Yesterday, Ms Banerjee pulled out of the UPA coalition, in which her party was the second-largest member. The west Bengal Chief Minister said her six ministers will resign on Friday at 3 pm in protest against a menu of new reforms introduced by the government last week, including raising diesel prices, restricting the supply of subsidised cooking gas to six cylinders per household, and opening up India's huge retail sector to foreign super-chains like Wal-Mart. Ms Banerjee described those decisions as "a disaster for the poor" and said her party had been shown minimal respect by the UPA.

Sources in the Congress say that party president Sonia Gandhi will now try to negotiate a compromise - while there will be no reversal of the retail reforms, the government may agree to a partial rollback in diesel prices, along with increasing the cap on LPG cylinders from six to nine per year.

The Prime Minister has, according to sources, driven home the point that he is committed to the reforms needed to jumpstart the economy; he allegedly told senior ministers that their government "must stay the course" and that it has "an unfinished agenda" for the economy for which it will allow "like-minded people" to help.

With the support of Mulayam Singh Yadav and Mayawati, the UPA still has more than 300 MPs on its side. It needs 272 to stay in power. But the government will now be more vulnerable to demands from those partners, who are both opposed to FDI in retail.

Before it decided to implement 51% Foreign Direct Investment or FDI in retail, the government had calculated its political risks. Ms Banerjee has 19 Lok Sabha MPs. Mulayam Singh Yadav and his Samajwadi Party, who provide external support to the UPA, have 22. Ms Mayawati and her Bahujan Samaj Party (BSP) have another 21. So though the UPA is in a minority without the Trinamool Congress, it can be propped up by Mr Yadav and Ms Mayawati.

Mr Yadav landed in Delhi on Tuesday night and plans to meet with the Left and other parties to gauge their reaction to the UPA's new position. "Don't take us for granted," warned his party's Ram Gopal Yadav after Ms Banerjee's announcement. "We will not join the government. Any party that does so will be wiped out in 2014," he said, adding that his party will decide its next move after an all-India bandh or strike on Thursday to protest against the Centre and its decisions on FDI and the new diesel prices. In the South, the DMK, another member of the UPA, has decided to participate in that bandh. Party chief M Karunanidhi, whose 18 MPs are part of coalition at the Centre, will make a statement, after a party meeting today, on where the DMK stands in the new political landscape.

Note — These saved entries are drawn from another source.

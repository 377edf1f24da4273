//! XDG-compliant path resolution for anchor-day.
//!
//! `AppPaths` resolves where the config file, the SQLite database, external
//! seed packs and the generated session key live.

use std::path::PathBuf;

use miette::Diagnostic;
use thiserror::Error;

const APP_DIR: &str = "anchor-day";

/// Errors from path resolution.
#[derive(Debug, Error, Diagnostic)]
pub enum PathError {
    #[error("cannot determine home directory")]
    #[diagnostic(
        code(anchor::paths::no_home),
        help("Set the HOME environment variable or pass --data-dir explicitly.")
    )]
    NoHome,

    #[error("failed to create directory: {path}")]
    #[diagnostic(
        code(anchor::paths::create_dir),
        help("Check that the parent directory exists and you have write permissions.")
    )]
    CreateDir {
        path: String,
        #[source]
        source: std::io::Error,
    },
}

pub type PathResult<T> = std::result::Result<T, PathError>;

/// Global XDG-compliant directories for anchor-day.
#[derive(Debug, Clone)]
pub struct AppPaths {
    /// `$XDG_CONFIG_HOME/anchor-day/`
    pub config_dir: PathBuf,
    /// `$XDG_DATA_HOME/anchor-day/`
    pub data_dir: PathBuf,
    /// `$XDG_STATE_HOME/anchor-day/`
    pub state_dir: PathBuf,
}

impl AppPaths {
    /// Resolve XDG directories from environment variables with standard fallbacks.
    pub fn resolve() -> PathResult<Self> {
        let home = std::env::var("HOME")
            .map(PathBuf::from)
            .map_err(|_| PathError::NoHome)?;

        let config_dir = std::env::var("XDG_CONFIG_HOME")
            .map(PathBuf::from)
            .unwrap_or_else(|_| home.join(".config"))
            .join(APP_DIR);

        let data_dir = std::env::var("XDG_DATA_HOME")
            .map(PathBuf::from)
            .unwrap_or_else(|_| home.join(".local/share"))
            .join(APP_DIR);

        let state_dir = std::env::var("XDG_STATE_HOME")
            .map(PathBuf::from)
            .unwrap_or_else(|_| home.join(".local/state"))
            .join(APP_DIR);

        Ok(Self {
            config_dir,
            data_dir,
            state_dir,
        })
    }

    /// Root every directory under a single base (used by `--data-dir` and tests).
    pub fn rooted(base: impl Into<PathBuf>) -> Self {
        let base = base.into();
        Self {
            config_dir: base.join("config"),
            data_dir: base.join("data"),
            state_dir: base.join("state"),
        }
    }

    /// Create all base directories. Idempotent.
    pub fn ensure_dirs(&self) -> PathResult<()> {
        for dir in [
            &self.config_dir,
            &self.data_dir,
            &self.state_dir,
            &self.seeds_dir(),
        ] {
            std::fs::create_dir_all(dir).map_err(|e| PathError::CreateDir {
                path: dir.display().to_string(),
                source: e,
            })?;
        }
        Ok(())
    }

    /// Path to the config file.
    pub fn config_file(&self) -> PathBuf {
        self.config_dir.join("config.toml")
    }

    /// Default location of the SQLite database.
    pub fn database_file(&self) -> PathBuf {
        self.data_dir.join("anchor-day.db")
    }

    /// Directory scanned for external seed packs (`<id>/seed.toml`).
    pub fn seeds_dir(&self) -> PathBuf {
        self.data_dir.join("seeds")
    }

    /// Generated session signing key, used when no secret is configured.
    pub fn session_key_file(&self) -> PathBuf {
        self.state_dir.join("session.key")
    }
}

The Congress is now said to be counting on Mayawati's Bahujan Samaj Party and some Independents to keep it in a majority in the Lok Sabha. Sources in Mayawati's party say she will decide on her relationship with the UPA at a meeting of her party on October 10. The BSP has voiced demands very similar to Mamata Banerjee's - a rollback in diesel prices and on the new norms for LPG. It also wants the government to withdraw the decision on FDI in retail. But unlike Ms Banerjee or Mr Yadav, who are riding recent electoral successes and would not mind mid-term elections to extend their gains, Ms Mayawati is still smarting from her defeat in Uttar Pradesh this year and she will not want early polls since she is unlikely to make too many gains.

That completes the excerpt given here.